Ricerc@Sapienza

In mammals, Maml1 belongs to a family of proteins, which act as transcriptional coactivators for Notch signalling, an evolutionarily conserved pathway. Maml1 has been recently shown to act as a coactivator in other cell signalling pathways, including p53, MEF2C, ß-catenin, EGR1, NF-¿B, Runx2, Gli1 and YAP/TAZ in a Notch-independent manner. The E3 protein ubiquitin ligase (E3) Itch, belonging to the HECT family, binds different proteins diverting most of them to a proteasome/lysosome-dependent degradative pathway. In Hedgehog context, Itch activity is enhanced by the protein Numb, that binds the WW2 site of Itch, which is released from its self-inhibited conformation and induces Gli1 ubiquitination and proteasome degradation. Moreover, Numb interacts with Itch HECT domain to promote degradation of Notch intracellular domain. Preliminary data suggest a potential role of Maml1 in the post-transcriptional regulation of Gli1 and Notch1, preventing their degradation mediated by Itch.

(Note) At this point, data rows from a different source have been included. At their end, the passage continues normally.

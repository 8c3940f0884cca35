//! Byte storage abstractions for FAT archives
//!
//! The engine edits the container structurally: it opens gaps for new or
//! enlarged files and closes them again when files shrink or disappear.
//! [`ByteStorage`] is the seam for that, and [`BufferedStorage`] is an
//! implementation that keeps an in-memory image of any `Read + Write + Seek`
//! backing and writes it out on [`ByteStorage::commit`].

use parking_lot::Mutex;
use std::fmt;
use std::fs::File;
use std::io::{self, Read, Seek, SeekFrom, Write};
use std::sync::Arc;

/// Callback used to set the final length of the backing store on commit
pub type TruncateFn = Box<dyn FnMut(u64) -> io::Result<()> + Send>;

/// Storage shared between an archive and the streams it hands out
pub type SharedStorage = Arc<Mutex<Box<dyn ByteStorage>>>;

/// Mutable byte sequence supporting positional insert and delete
pub trait ByteStorage: Read + Write + Seek + Send + fmt::Debug {
    /// Current length in bytes
    fn len(&self) -> u64;

    /// Whether the storage holds no bytes
    fn is_empty(&self) -> bool {
        self.len() == 0
    }

    /// Open a zero-filled gap of `len` bytes at the current position
    ///
    /// Everything from the current position onwards moves forward by `len`.
    /// The position is left at the start of the gap.
    fn insert_bytes(&mut self, len: u64) -> io::Result<()>;

    /// Delete `len` bytes at the current position
    ///
    /// Everything after the deleted range moves back by `len`. The position
    /// is left where the range started.
    fn remove_bytes(&mut self, len: u64) -> io::Result<()>;

    /// Whether there are edits not yet committed
    fn is_modified(&self) -> bool;

    /// Write all pending edits to the durable backing store
    ///
    /// `truncate` is called with the final length when it differs from the
    /// length of the backing store.
    fn commit(&mut self, truncate: &mut dyn FnMut(u64) -> io::Result<()>) -> io::Result<()>;
}

/// Wrap a storage implementation for sharing with open streams
pub fn shared<S: ByteStorage + 'static>(storage: S) -> SharedStorage {
    Arc::new(Mutex::new(Box::new(storage)))
}

/// In-memory image of a backing stream
#[derive(Debug)]
pub struct BufferedStorage<S> {
    inner: S,
    data: Vec<u8>,
    pos: u64,
    modified: bool,
    backing_len: u64,
}

impl<S: Read + Write + Seek> BufferedStorage<S> {
    /// Load the whole backing stream into memory
    pub fn new(mut inner: S) -> io::Result<Self> {
        inner.seek(SeekFrom::Start(0))?;
        let mut data = Vec::new();
        inner.read_to_end(&mut data)?;
        let backing_len = data.len() as u64;
        Ok(Self {
            inner,
            data,
            pos: 0,
            modified: false,
            backing_len,
        })
    }

    /// The current image, including uncommitted edits
    pub fn contents(&self) -> &[u8] {
        &self.data
    }

    /// Borrow the backing stream
    pub fn get_ref(&self) -> &S {
        &self.inner
    }

    /// Consume the storage, discarding uncommitted edits
    pub fn into_inner(self) -> S {
        self.inner
    }

    fn position(&self) -> io::Result<usize> {
        usize::try_from(self.pos)
            .map_err(|_| io::Error::new(io::ErrorKind::InvalidInput, "position out of range"))
    }
}

impl BufferedStorage<File> {
    /// Truncate callback that sets the length of the backing file
    pub fn truncate_callback(&self) -> io::Result<TruncateFn> {
        let file = self.inner.try_clone()?;
        Ok(Box::new(move |len| file.set_len(len)))
    }
}

impl<S: Read + Write + Seek> Read for BufferedStorage<S> {
    fn read(&mut self, buf: &mut [u8]) -> io::Result<usize> {
        let pos = self.position()?;
        if pos >= self.data.len() {
            return Ok(0);
        }
        let n = buf.len().min(self.data.len() - pos);
        buf[..n].copy_from_slice(&self.data[pos..pos + n]);
        self.pos += n as u64;
        Ok(n)
    }
}

impl<S: Read + Write + Seek> Write for BufferedStorage<S> {
    fn write(&mut self, buf: &[u8]) -> io::Result<usize> {
        if buf.is_empty() {
            return Ok(0);
        }
        let pos = self.position()?;
        let end = pos + buf.len();
        if end > self.data.len() {
            self.data.resize(end, 0);
        }
        self.data[pos..end].copy_from_slice(buf);
        self.pos = end as u64;
        self.modified = true;
        Ok(buf.len())
    }

    fn flush(&mut self) -> io::Result<()> {
        // Nothing reaches the backing store until commit
        Ok(())
    }
}

impl<S: Read + Write + Seek> Seek for BufferedStorage<S> {
    fn seek(&mut self, pos: SeekFrom) -> io::Result<u64> {
        let (base, delta) = match pos {
            SeekFrom::Start(p) => {
                self.pos = p;
                return Ok(p);
            }
            SeekFrom::End(d) => (self.data.len() as u64, d),
            SeekFrom::Current(d) => (self.pos, d),
        };
        self.pos = base.checked_add_signed(delta).ok_or_else(|| {
            io::Error::new(
                io::ErrorKind::InvalidInput,
                "invalid seek to a negative or overflowing position",
            )
        })?;
        Ok(self.pos)
    }
}

impl<S: Read + Write + Seek + Send + fmt::Debug> ByteStorage for BufferedStorage<S> {
    fn len(&self) -> u64 {
        self.data.len() as u64
    }

    fn insert_bytes(&mut self, len: u64) -> io::Result<()> {
        let pos = self.position()?;
        if pos > self.data.len() {
            return Err(io::Error::new(
                io::ErrorKind::UnexpectedEof,
                format!(
                    "cannot insert at {pos}, storage is only {} bytes",
                    self.data.len()
                ),
            ));
        }
        if len == 0 {
            return Ok(());
        }
        let len = usize::try_from(len)
            .map_err(|_| io::Error::new(io::ErrorKind::InvalidInput, "insert too large"))?;
        self.data
            .splice(pos..pos, std::iter::repeat_n(0u8, len));
        self.modified = true;
        Ok(())
    }

    fn remove_bytes(&mut self, len: u64) -> io::Result<()> {
        let pos = self.position()?;
        let end = usize::try_from(len)
            .ok()
            .and_then(|len| pos.checked_add(len))
            .filter(|&end| end <= self.data.len())
            .ok_or_else(|| {
                io::Error::new(
                    io::ErrorKind::UnexpectedEof,
                    format!(
                        "cannot remove {len} bytes at {pos}, storage is only {} bytes",
                        self.data.len()
                    ),
                )
            })?;
        if end > pos {
            self.data.drain(pos..end);
            self.modified = true;
        }
        Ok(())
    }

    fn is_modified(&self) -> bool {
        self.modified
    }

    fn commit(&mut self, truncate: &mut dyn FnMut(u64) -> io::Result<()>) -> io::Result<()> {
        if !self.modified {
            return Ok(());
        }
        let len = self.data.len() as u64;
        if len > self.backing_len {
            // Grow first so the write never runs off a fixed-size backing
            truncate(len)?;
        }
        self.inner.seek(SeekFrom::Start(0))?;
        self.inner.write_all(&self.data)?;
        self.inner.flush()?;
        if len < self.backing_len {
            truncate(len)?;
        }
        log::debug!("Committed {len} bytes (was {})", self.backing_len);
        self.backing_len = len;
        self.modified = false;
        Ok(())
    }
}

Besides a direct role as transcriptional coactivator, the observation suggests that Maml1 may play an important role in controlling the stability of the proteins through its C-terminal domain, still poorly characterized. So far, scientific research on Maml1 has been generally focused on its activity as a transcriptional coactivator, while overlooking its role in the post-transcriptional regulation. A thorough understanding of the molecular mechanism mediated by Maml1 to regulate Itch activity through Maml1 C-terminal domain, might lead to novel future therapeutic approaches directed against cancer. Maml1 and Itch are both key molecules that connect different signalling pathways. Therefore, the ability of Maml1 to regulate Itch activity could have an impact in controlling the force of several pathways, as Shh and Notch, in deregulated pathological contexts. This could set out new therapeutic approach based on the dual role of Maml1 and adding a piece in the understanding of tumour biology.